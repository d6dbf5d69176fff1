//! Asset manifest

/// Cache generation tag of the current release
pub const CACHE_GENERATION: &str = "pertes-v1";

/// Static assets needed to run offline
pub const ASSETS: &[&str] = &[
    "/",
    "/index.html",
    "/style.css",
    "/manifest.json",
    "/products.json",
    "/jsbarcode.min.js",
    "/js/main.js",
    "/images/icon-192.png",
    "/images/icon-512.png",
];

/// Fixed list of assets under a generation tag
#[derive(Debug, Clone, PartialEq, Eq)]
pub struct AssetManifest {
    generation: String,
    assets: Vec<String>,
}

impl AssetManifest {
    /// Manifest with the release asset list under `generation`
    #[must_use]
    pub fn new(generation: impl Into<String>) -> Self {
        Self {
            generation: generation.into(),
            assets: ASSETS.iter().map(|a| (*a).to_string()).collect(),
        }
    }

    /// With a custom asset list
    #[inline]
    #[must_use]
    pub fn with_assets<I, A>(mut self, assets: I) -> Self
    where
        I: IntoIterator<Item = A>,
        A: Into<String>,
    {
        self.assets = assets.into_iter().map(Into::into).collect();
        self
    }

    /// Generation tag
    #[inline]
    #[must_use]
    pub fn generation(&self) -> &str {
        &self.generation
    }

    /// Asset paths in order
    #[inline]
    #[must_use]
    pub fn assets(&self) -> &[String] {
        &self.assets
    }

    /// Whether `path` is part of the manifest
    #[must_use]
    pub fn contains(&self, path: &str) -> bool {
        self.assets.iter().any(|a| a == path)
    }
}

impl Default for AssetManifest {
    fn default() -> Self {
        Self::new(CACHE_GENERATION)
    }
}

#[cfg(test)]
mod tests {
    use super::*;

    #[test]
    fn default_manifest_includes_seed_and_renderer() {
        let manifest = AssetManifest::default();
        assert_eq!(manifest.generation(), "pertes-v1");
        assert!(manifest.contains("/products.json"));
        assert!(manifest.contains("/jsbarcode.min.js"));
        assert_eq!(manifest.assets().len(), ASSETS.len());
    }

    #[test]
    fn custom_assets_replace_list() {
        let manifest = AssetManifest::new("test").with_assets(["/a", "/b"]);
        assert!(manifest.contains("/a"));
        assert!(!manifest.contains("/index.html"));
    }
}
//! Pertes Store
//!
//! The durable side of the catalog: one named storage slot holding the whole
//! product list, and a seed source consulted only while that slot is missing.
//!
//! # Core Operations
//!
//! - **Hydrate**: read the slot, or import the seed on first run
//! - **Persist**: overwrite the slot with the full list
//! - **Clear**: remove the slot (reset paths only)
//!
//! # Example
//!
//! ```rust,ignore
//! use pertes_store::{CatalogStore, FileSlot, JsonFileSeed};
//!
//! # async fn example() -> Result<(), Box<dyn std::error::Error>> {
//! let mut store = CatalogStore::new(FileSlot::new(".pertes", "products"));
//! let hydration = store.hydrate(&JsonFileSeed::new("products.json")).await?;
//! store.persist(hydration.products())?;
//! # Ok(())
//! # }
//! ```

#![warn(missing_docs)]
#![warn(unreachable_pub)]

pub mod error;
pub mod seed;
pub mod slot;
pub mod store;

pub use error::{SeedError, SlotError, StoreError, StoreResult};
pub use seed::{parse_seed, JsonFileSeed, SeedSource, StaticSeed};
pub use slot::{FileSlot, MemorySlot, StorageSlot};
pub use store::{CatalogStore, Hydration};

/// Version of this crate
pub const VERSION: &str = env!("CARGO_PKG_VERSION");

----------------------------------------

Repeat each entry word for word.

repository d6dbf5d69176fff1
//! Asset manifest

/// Cache generation tag of the current release
pub const CACHE_GENERATION: &str = "pertes-v1";

/// Static assets needed to run offline
pub const ASSETS: &[&str] = &[
    "/",
    "/index.html",
    "/style.css",
    "/manifest.json",
    "/products.json",
    "/jsbarcode.min.js",
    "/js/main.js",
    "/images/icon-192.png",
    "/images/icon-512.png",
];

/// Fixed list of assets under a generation tag
#[derive(Debug, Clone, PartialEq, Eq)]
pub struct AssetManifest {
    generation: String,
    assets: Vec<String>,
}

impl AssetManifest {
    /// Manifest with the release asset list under `generation`
    #[must_use]
    pub fn new(generation: impl Into<String>) -> Self {
        Self {
            generation: generation.into(),
            assets: ASSETS.iter().map(|a| (*a).to_string()).collect(),
        }
    }

    /// With a custom asset list
    #[inline]
    #[must_use]
    pub fn with_assets<I, A>(mut self, assets: I) -> Self
    where
        I: IntoIterator<Item = A>,
        A: Into<String>,
    {
        self.assets = assets.into_iter().map(Into::into).collect();
        self
    }

    /// Generation tag
    #[inline]
    #[must_use]
    pub fn generation(&self) -> &str {
        &self.generation
    }

    /// Asset paths in order
    #[inline]
    #[must_use]
    pub fn assets(&self) -> &[String] {
        &self.assets
    }

    /// Whether `path` is part of the manifest
    #[must_use]
    pub fn contains(&self, path: &str) -> bool {
        self.assets.iter().any(|a| a == path)
    }
}

impl Default for AssetManifest {
    fn default() -> Self {
        Self::new(CACHE_GENERATION)
    }
}

#[cfg(test)]
mod tests {
    use super::*;

    #[test]
    fn default_manifest_includes_seed_and_renderer() {
        let manifest = AssetManifest::default();
        assert_eq!(manifest.generation(), "pertes-v1");
        assert!(manifest.contains("/products.json"));
        assert!(manifest.contains("/jsbarcode.min.js"));
        assert_eq!(manifest.assets().len(), ASSETS.len());
    }

    #[test]
    fn custom_assets_replace_list() {
        let manifest = AssetManifest::new("test").with_assets(["/a", "/b"]);
        assert!(manifest.contains("/a"));
        assert!(!manifest.contains("/index.html"));
    }
}
//! Pertes Store
//!
//! The durable side of the catalog: one named storage slot holding the whole
//! product list, and a seed source consulted only while that slot is missing.
//!
//! # Core Operations
//!
//! - **Hydrate**: read the slot, or import the seed on first run
//! - **Persist**: overwrite the slot with the full list
//! - **Clear**: remove the slot (reset paths only)
//!
//! # Example
//!
//! ```rust,ignore
//! use pertes_store::{CatalogStore, FileSlot, JsonFileSeed};
//!
//! # async fn example() -> Result<(), Box<dyn std::error::Error>> {
//! let mut store = CatalogStore::new(FileSlot::new(".pertes", "products"));
//! let hydration = store.hydrate(&JsonFileSeed::new("products.json")).await?;
//! store.persist(hydration.products())?;
//! # Ok(())
//! # }
//! ```

#![warn(missing_docs)]
#![warn(unreachable_pub)]

pub mod error;
pub mod seed;
pub mod slot;
pub mod store;

pub use error::{SeedError, SlotError, StoreError, StoreResult};
pub use seed::{parse_seed, JsonFileSeed, SeedSource, StaticSeed};
pub use slot::{FileSlot, MemorySlot, StorageSlot};
pub use store::{CatalogStore, Hydration};

/// Version of this crate
pub const VERSION: &str = env!("CARGO_PKG_VERSION");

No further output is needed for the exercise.